Relationship Foibles and Dragon Age II


After purchasing the game way back in 2011 when it was first released, I finally had the chance over the previous weekend to complete the BioWare RPG that was Dragon Age II. At the time of release, fans were crying “sell-out”, in response to some rushed shoddiness many attributed to Electronic Arts’ acquisition of BioWare. Some of the charges were justified while others were surely trumped up or exaggerated by EA haters who would take any opportunities to lash out.

Take, for example, the issue of repetitive environments. True enough, Dragon Age II was set within the confines of one city, therefore giving BioWare developers the excuse to reuse the same environments ad nauseam. By the second act of the game, you will surely be bored by the city of Kirkwall and have no further desire to visit this part of the world anymore. Nonetheless, for me, the blatant reuse of the same environments neither depreciates nor enhances the game for me in any way. After all, BioWare pretty much did the same thing in the first Mass Effect, reusing the same boring chambers for orchestrated fights in side quests, but that did not really detract me from enjoying the game.

Less forgivable is perhaps the general aimlessness of the narrative. Right up to the end of the second act, Dragon Age 2 seems to just meander along, throwing whatever assorted quests at you in a most tediously boring fashion. Oh great, somebody was messing with blood magic again. Stop him. ZZZZ. The lack of a central conflict meant that Hawke (the protagonist) would just chat with his companions, perform some annoying tasks for said companions, and stumble upon some devious acts in the process.

For a story that was supposedly about the rise of a champion, the unfolding events turned out to be hopelessly pedestrian. I feel that the developers may have missed an opportunity to put in Godfather-esque dramatic elements. They should have allowed the player to rise to the top through righteous means or dastardly measures. Perhaps Hawke could become the Champion via a multitude of options such as taking over the blood mages, romancing the viscount or subverting the city guards for his or her nefarious purposes. Instead, we get an extremely vanilla story of Hawke overcoming a half-hearted Qunari invasion.

Even in Act 3 where Hawke was supposed to side with either the Mages or Templars, the choice was much akin to making a dessert choice between dog pooh and pig semen. After all, almost all the mages in the game were taken over by abominations at some point while the Templars appeared to be total sociopaths recreating Nazi Germany. None of the game options were particularly satisfying, nor do they change the game in any significant way.
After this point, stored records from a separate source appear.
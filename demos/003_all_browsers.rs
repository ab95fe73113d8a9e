//! One scenario across all supported browsers.
//!
//! Demonstrates:
//! - The given/when/then narration layer
//! - for_all_browsers: fresh local driver per browser, released per run
//!
//! Usage:
//!   cargo run --example 003_all_browsers
//!
//! Requires the local driver binaries for each browser on the search path.

// ============================================================================
// Imports
// ============================================================================

use webdriver_factory::Result;
use webdriver_factory::harness::{Scenario, for_all_browsers};

// ============================================================================
// Main
// ============================================================================

#[tokio::main]
async fn main() {
    tracing_subscriber::fmt()
        .with_env_filter(
            tracing_subscriber::EnvFilter::try_from_default_env()
                .unwrap_or_else(|_| "webdriver_factory=info".into()),
        )
        .init();

    if let Err(e) = run().await {
        eprintln!("\n[ERROR] {e}");
        std::process::exit(1);
    }
}

async fn run() -> Result<()> {
    println!("=== 003: All Browsers ===\n");

    for_all_browsers(|browser, handle| {
        Box::pin(async move {
            let scenario = Scenario::new(format!("homepage loads ({browser})"));

            scenario.given("a live driver", || ());

            scenario.when("we load the root page", || ());
            handle.navigate("http://localhost").await?;

            let agent = handle.user_agent().await?;
            scenario.then("the browser reports a user agent", || {
                scenario.expect("user agent is non-empty", !agent.is_empty());
            });

            println!("    ✓ {browser}: {agent}");
            Ok(())
        })
    })
    .await?;

    println!("\n=== All browsers passed ===");
    Ok(())
}
//! Caller-level acquisition retry.
//!
//! [`DriverFactory::create_driver`] is single-shot by design. Suites
//! that want resilience against a grid warming up or a driver binary
//! restarting wrap it in [`acquire_driver`], which polls at the
//! configured interval until the configured budget elapses.

// ============================================================================
// Imports
// ============================================================================

use tokio::time::Instant;
use tracing::warn;

use crate::error::Result;
use crate::session::DriverHandle;

use super::core::DriverFactory;

// ============================================================================
// Acquisition Loop
// ============================================================================

/// Acquires a driver, retrying transient failures.
///
/// Polls [`DriverFactory::create_driver`] every
/// `acquire_context_interval` until `acquire_context_timeout` elapses.
/// Only connection and process launch errors are retried;
/// [`Error::UnsupportedBrowser`](crate::Error::UnsupportedBrowser) and
/// configuration errors propagate immediately. When the budget runs out
/// the last error is returned unmodified.
pub async fn acquire_driver(factory: &DriverFactory) -> Result<DriverHandle> {
    let budget = factory.settings().acquire_context_timeout();
    let interval = factory.settings().acquire_context_interval();
    let deadline = Instant::now() + budget;

    loop {
        match factory.create_driver().await {
            Ok(handle) => return Ok(handle),
            Err(e) if e.is_retryable() && Instant::now() < deadline => {
                warn!(error = %e, retry_in = ?interval, "Driver acquisition failed; retrying");
                tokio::time::sleep(interval).await;
            }
            Err(e) => return Err(e),
        }
    }
}

// ============================================================================
// Tests
// ============================================================================

#[cfg(test)]
mod tests {
    use super::*;

    use crate::error::Error;
    use crate::settings::StartupSettings;

    #[tokio::test]
    async fn test_unsupported_browser_is_never_retried() {
        let settings = StartupSettings::builder()
            .browser_type("unknown-browser")
            .local_driver_directory("/opt/drivers")
            .build()
            .unwrap();
        let factory = DriverFactory::new(settings);

        // A generous budget must not delay the failure.
        let started = std::time::Instant::now();
        let err = acquire_driver(&factory).await.unwrap_err();

        assert!(matches!(err, Error::UnsupportedBrowser { .. }));
        assert!(started.elapsed() < std::time::Duration::from_secs(5));
    }

    #[tokio::test]
    async fn test_exhausted_budget_returns_last_error() {
        // Chrome with a bogus driver directory fails to launch; a zero
        // budget means the transient error is returned after one try.
        let settings = StartupSettings::builder()
            .browser_type("googlechrome")
            .local_driver_directory("/nonexistent")
            .acquire_context_timeout_seconds(0)
            .acquire_context_interval_seconds(0)
            .build()
            .unwrap();
        let factory = DriverFactory::new(settings);

        let err = acquire_driver(&factory).await.unwrap_err();
        assert!(err.is_process_launch_error());
    }
}
//! Local launch plans.
//!
//! Each supported browser kind maps to a [`LaunchPlan`] variant holding
//! its own construction parameters: driver binary, local port, process
//! arguments and session options. The factory resolves the plan through
//! a single lookup instead of branching per browser at every step.

// ============================================================================
// Imports
// ============================================================================

use std::path::PathBuf;

use serde_json::json;
use thirtyfour::{Capabilities, DesiredCapabilities};

use crate::settings::discovery::CHROMEDRIVER_EXE;
use crate::settings::{StartupSettings, TargetBrowser};

use super::capabilities::DISABLE_POPUP_BLOCKING;

// ============================================================================
// Constants
// ============================================================================

/// Default local port for chromedriver.
pub const CHROMEDRIVER_PORT: u16 = 9515;

/// Default local port for geckodriver.
pub const GECKODRIVER_PORT: u16 = 4444;

/// File name of the geckodriver executable.
#[cfg(windows)]
const GECKODRIVER_EXE: &str = "geckodriver.exe";

/// File name of the geckodriver executable.
#[cfg(not(windows))]
const GECKODRIVER_EXE: &str = "geckodriver";

/// File name of the Internet Explorer driver executable.
const IEDRIVER_EXE: &str = "IEDriverServer.exe";

// ============================================================================
// LaunchPlan
// ============================================================================

/// Construction parameters for a local driver session.
///
/// One variant per browser kind with a local construction rule; kinds
/// without one (Safari, Unknown) have no plan and fail driver creation.
#[derive(Debug, Clone, PartialEq, Eq)]
pub enum LaunchPlan {
    /// chromedriver from the resolved binary directory.
    Chrome {
        /// Directory holding the chromedriver binary. Empty when the
        /// search-path scan found nothing; the spawn then falls back to
        /// `PATH` resolution.
        driver_directory: PathBuf,
        /// Local port the driver listens on.
        port: u16,
    },

    /// geckodriver with the default profile and binary.
    Firefox {
        /// Local port the driver listens on.
        port: u16,
    },

    /// IE driver server on the configured local port.
    InternetExplorer {
        /// Local port the driver listens on.
        port: u16,
    },
}

// ============================================================================
// LaunchPlan - Lookup
// ============================================================================

impl LaunchPlan {
    /// Resolves the launch plan for a browser kind.
    ///
    /// Returns `None` for kinds without a local construction rule.
    #[must_use]
    pub fn for_browser(kind: TargetBrowser, settings: &StartupSettings) -> Option<Self> {
        match kind {
            TargetBrowser::GoogleChrome => Some(Self::Chrome {
                driver_directory: settings.local_driver_directory().to_path_buf(),
                port: CHROMEDRIVER_PORT,
            }),
            TargetBrowser::Firefox => Some(Self::Firefox {
                port: GECKODRIVER_PORT,
            }),
            // The IE driver reuses the configured hub port locally.
            TargetBrowser::InternetExplorer => Some(Self::InternetExplorer {
                port: settings.hub_server_port(),
            }),
            TargetBrowser::Safari | TargetBrowser::Unknown => None,
        }
    }
}

// ============================================================================
// LaunchPlan - Accessors
// ============================================================================

impl LaunchPlan {
    /// The browser kind this plan constructs.
    #[inline]
    #[must_use]
    pub const fn kind(&self) -> TargetBrowser {
        match self {
            Self::Chrome { .. } => TargetBrowser::GoogleChrome,
            Self::Firefox { .. } => TargetBrowser::Firefox,
            Self::InternetExplorer { .. } => TargetBrowser::InternetExplorer,
        }
    }

    /// File name of the driver binary.
    #[inline]
    #[must_use]
    pub const fn binary_name(&self) -> &'static str {
        match self {
            Self::Chrome { .. } => CHROMEDRIVER_EXE,
            Self::Firefox { .. } => GECKODRIVER_EXE,
            Self::InternetExplorer { .. } => IEDRIVER_EXE,
        }
    }

    /// Full path of the driver binary to spawn.
    ///
    /// Chrome uses the resolved binary directory when one was found;
    /// everything else is left to `PATH` resolution.
    #[must_use]
    pub fn binary_path(&self) -> PathBuf {
        match self {
            Self::Chrome {
                driver_directory, ..
            } if !driver_directory.as_os_str().is_empty() => {
                driver_directory.join(self.binary_name())
            }
            _ => PathBuf::from(self.binary_name()),
        }
    }

    /// Local port the driver listens on.
    #[inline]
    #[must_use]
    pub const fn port(&self) -> u16 {
        match self {
            Self::Chrome { port, .. }
            | Self::Firefox { port }
            | Self::InternetExplorer { port } => *port,
        }
    }

    /// Command-line arguments for the driver process.
    #[must_use]
    pub fn process_args(&self) -> Vec<String> {
        match self {
            Self::Chrome { port, .. } | Self::Firefox { port } => {
                vec![format!("--port={port}")]
            }
            Self::InternetExplorer { port } => vec![format!("/port={port}")],
        }
    }

    /// Session endpoint of the launched driver.
    #[inline]
    #[must_use]
    pub fn endpoint(&self) -> String {
        format!("http://localhost:{}", self.port())
    }

    /// Session options for the local browser.
    ///
    /// Chrome disables popup blocking; Firefox and Internet Explorer use
    /// their default options.
    #[must_use]
    pub fn session_capabilities(&self) -> Capabilities {
        match self {
            Self::Chrome { .. } => {
                let mut caps: Capabilities = DesiredCapabilities::chrome().into();
                caps.insert(
                    "goog:chromeOptions".to_string(),
                    json!({ "args": [DISABLE_POPUP_BLOCKING] }),
                );
                caps
            }
            Self::Firefox { .. } => DesiredCapabilities::firefox().into(),
            Self::InternetExplorer { .. } => DesiredCapabilities::internet_explorer().into(),
        }
    }
}

// ============================================================================
// Tests
// ============================================================================

#[cfg(test)]
mod tests {
    use super::*;

    use std::path::Path;

    fn settings() -> StartupSettings {
        StartupSettings::builder()
            .local_driver_directory("/opt/drivers")
            .build()
            .unwrap()
    }

    #[test]
    fn test_chrome_plan() {
        let plan = LaunchPlan::for_browser(TargetBrowser::GoogleChrome, &settings()).unwrap();

        assert_eq!(plan.kind(), TargetBrowser::GoogleChrome);
        assert_eq!(plan.binary_name(), CHROMEDRIVER_EXE);
        assert_eq!(plan.port(), CHROMEDRIVER_PORT);
        assert_eq!(
            plan.binary_path(),
            Path::new("/opt/drivers").join(CHROMEDRIVER_EXE)
        );
        assert_eq!(plan.process_args(), vec![format!("--port={CHROMEDRIVER_PORT}")]);
        assert_eq!(plan.endpoint(), "http://localhost:9515");
    }

    #[test]
    fn test_chrome_plan_without_resolved_directory() {
        let s = StartupSettings::builder()
            .local_driver_directory("")
            .build()
            .unwrap();
        let plan = LaunchPlan::for_browser(TargetBrowser::GoogleChrome, &s).unwrap();

        assert_eq!(plan.binary_path(), Path::new(CHROMEDRIVER_EXE));
    }

    #[test]
    fn test_firefox_plan() {
        let plan = LaunchPlan::for_browser(TargetBrowser::Firefox, &settings()).unwrap();

        assert_eq!(plan.binary_name(), GECKODRIVER_EXE);
        assert_eq!(plan.port(), GECKODRIVER_PORT);
        assert_eq!(plan.binary_path(), Path::new(GECKODRIVER_EXE));
    }

    #[test]
    fn test_ie_plan_uses_configured_port() {
        let s = StartupSettings::builder()
            .hub_server_port(5555)
            .local_driver_directory("/opt/drivers")
            .build()
            .unwrap();
        let plan = LaunchPlan::for_browser(TargetBrowser::InternetExplorer, &s).unwrap();

        assert_eq!(plan.port(), 5555);
        assert_eq!(plan.process_args(), vec!["/port=5555".to_string()]);
    }

    #[test]
    fn test_unsupported_kinds_have_no_plan() {
        assert!(LaunchPlan::for_browser(TargetBrowser::Safari, &settings()).is_none());
        assert!(LaunchPlan::for_browser(TargetBrowser::Unknown, &settings()).is_none());
    }

    #[test]
    fn test_chrome_session_capabilities_disable_popups() {
        let plan = LaunchPlan::for_browser(TargetBrowser::GoogleChrome, &settings()).unwrap();
        let caps = plan.session_capabilities();

        let options = caps.get("goog:chromeOptions").unwrap();
        let args = options["args"].as_array().unwrap();
        assert!(args.contains(&serde_json::json!(DISABLE_POPUP_BLOCKING)));
    }

    #[test]
    fn test_firefox_session_capabilities_are_defaults() {
        let plan = LaunchPlan::for_browser(TargetBrowser::Firefox, &settings()).unwrap();
        let caps = plan.session_capabilities();

        assert!(!caps.contains_key("goog:chromeOptions"));
    }
}
//! Mock LLM backend for testing.

use async_trait::async_trait;
use std::collections::VecDeque;
use std::sync::atomic::{AtomicBool, AtomicU32, Ordering};
use std::sync::Mutex;

use super::traits::*;

/// Mock backend for testing.
///
/// Responds with a scripted sequence (the assistant protocol makes two
/// calls per query turn: classify, then summarize), records every request
/// it receives, and counts calls.
pub struct MockBackend {
    model_id: String,
    available: AtomicBool,
    responses: Mutex<VecDeque<String>>,
    fallback: String,
    requests: Mutex<Vec<CompletionRequest>>,
    call_count: AtomicU32,
}

impl MockBackend {
    /// Create a new mock backend.
    pub fn new(model_id: impl Into<String>) -> Self {
        Self {
            model_id: model_id.into(),
            available: AtomicBool::new(true),
            responses: Mutex::new(VecDeque::new()),
            fallback: "Mock response".to_string(),
            requests: Mutex::new(Vec::new()),
            call_count: AtomicU32::new(0),
        }
    }

    /// Set a single response returned by every call.
    pub fn with_response(mut self, content: impl Into<String>) -> Self {
        self.fallback = content.into();
        self
    }

    /// Script a sequence of responses, consumed one per call.
    pub fn with_responses<I, S>(self, contents: I) -> Self
    where
        I: IntoIterator<Item = S>,
        S: Into<String>,
    {
        {
            let mut responses = self.responses.lock().unwrap();
            responses.extend(contents.into_iter().map(Into::into));
        }
        self
    }

    /// Set availability.
    pub fn with_available(self, available: bool) -> Self {
        self.available.store(available, Ordering::SeqCst);
        self
    }

    /// Get the number of times complete was called.
    pub fn call_count(&self) -> u32 {
        self.call_count.load(Ordering::SeqCst)
    }

    /// Requests received so far, in order.
    pub fn requests(&self) -> Vec<CompletionRequest> {
        self.requests.lock().unwrap().clone()
    }
}

impl Default for MockBackend {
    fn default() -> Self {
        Self::new("mock-model")
    }
}

#[async_trait]
impl LlmBackend for MockBackend {
    fn id(&self) -> &str {
        &self.model_id
    }

    async fn is_available(&self) -> bool {
        self.available.load(Ordering::SeqCst)
    }

    async fn complete(&self, request: CompletionRequest) -> Result<CompletionResponse, LlmError> {
        self.call_count.fetch_add(1, Ordering::SeqCst);

        if !self.available.load(Ordering::SeqCst) {
            return Err(LlmError::Unavailable("Mock backend disabled".to_string()));
        }

        let prompt_tokens: u32 = request
            .messages
            .iter()
            .map(|m| m.content.len() as u32 / 4)
            .sum();

        self.requests.lock().unwrap().push(request);

        let content = self
            .responses
            .lock()
            .unwrap()
            .pop_front()
            .unwrap_or_else(|| self.fallback.clone());

        let completion_tokens = content.len() as u32 / 4;

        Ok(CompletionResponse {
            content,
            finish_reason: FinishReason::Stop,
            usage: Usage {
                prompt_tokens,
                completion_tokens,
            },
        })
    }
}

#[cfg(test)]
mod tests {
    use super::*;

    #[tokio::test]
    async fn test_mock_backend() {
        let backend = MockBackend::new("test-model").with_response("Hello, world!");

        assert!(backend.is_available().await);
        assert_eq!(backend.call_count(), 0);

        let response = backend
            .complete(CompletionRequest::user("Hi").with_system("You are a test."))
            .await
            .unwrap();

        assert_eq!(response.content, "Hello, world!");
        assert_eq!(backend.call_count(), 1);
        assert_eq!(
            backend.requests()[0].system_prompt.as_deref(),
            Some("You are a test.")
        );
    }

    #[tokio::test]
    async fn test_scripted_sequence() {
        let backend = MockBackend::default().with_responses(["first", "second"]);

        let first = backend.complete(CompletionRequest::user("a")).await.unwrap();
        let second = backend.complete(CompletionRequest::user("b")).await.unwrap();
        let third = backend.complete(CompletionRequest::user("c")).await.unwrap();

        assert_eq!(first.content, "first");
        assert_eq!(second.content, "second");
        assert_eq!(third.content, "Mock response");
        assert_eq!(backend.requests().len(), 3);
    }

    #[tokio::test]
    async fn test_mock_unavailable() {
        let backend = MockBackend::new("test-model").with_available(false);

        assert!(!backend.is_available().await);

        let result = backend.complete(CompletionRequest::user("Hi")).await;
        assert!(result.is_err());
    }
}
If there was one thing that Dragon Age II did improve over Origins, it was the establishment of relationships between Hawke and the NPC characters. While in the first game, an NPC’s loyalty can be easily bought with gifts and saying the right things (usually, the non-shitty response), there appear to be more intricacy in the second game, where decisions made in each side quest seems to have an impact on the degree of rivalry between Hawke and the NPCs. In the first game, a friendly relationship will either open up romantic options or ensure that NPCs would not dessert you. In Dragon Age II, apart from the aforementioned outcomes, a strained relationship may cause NPCs to turn against you at certain junctions in the game, thus creating additional difficulties in boss fights.

As with the narrative, the relationship aspect could have been enhanced and made more impactful. Perhaps an aspiring evil Hawke could team up with some of his more unsavoury teammates to get rid of a goody two shoes who stand in his way to greatness. Or perhaps you are just sick of the relentless whining of a NPC and would like to leave him stranded in Sundermount. After all, are there any players who wouldn’t want to spend hours torturing the shit out of that self-righteous and whiny terrorist, Anders? Frankly, with a little work, the possibilities are endless. BioWare should get on it immediately.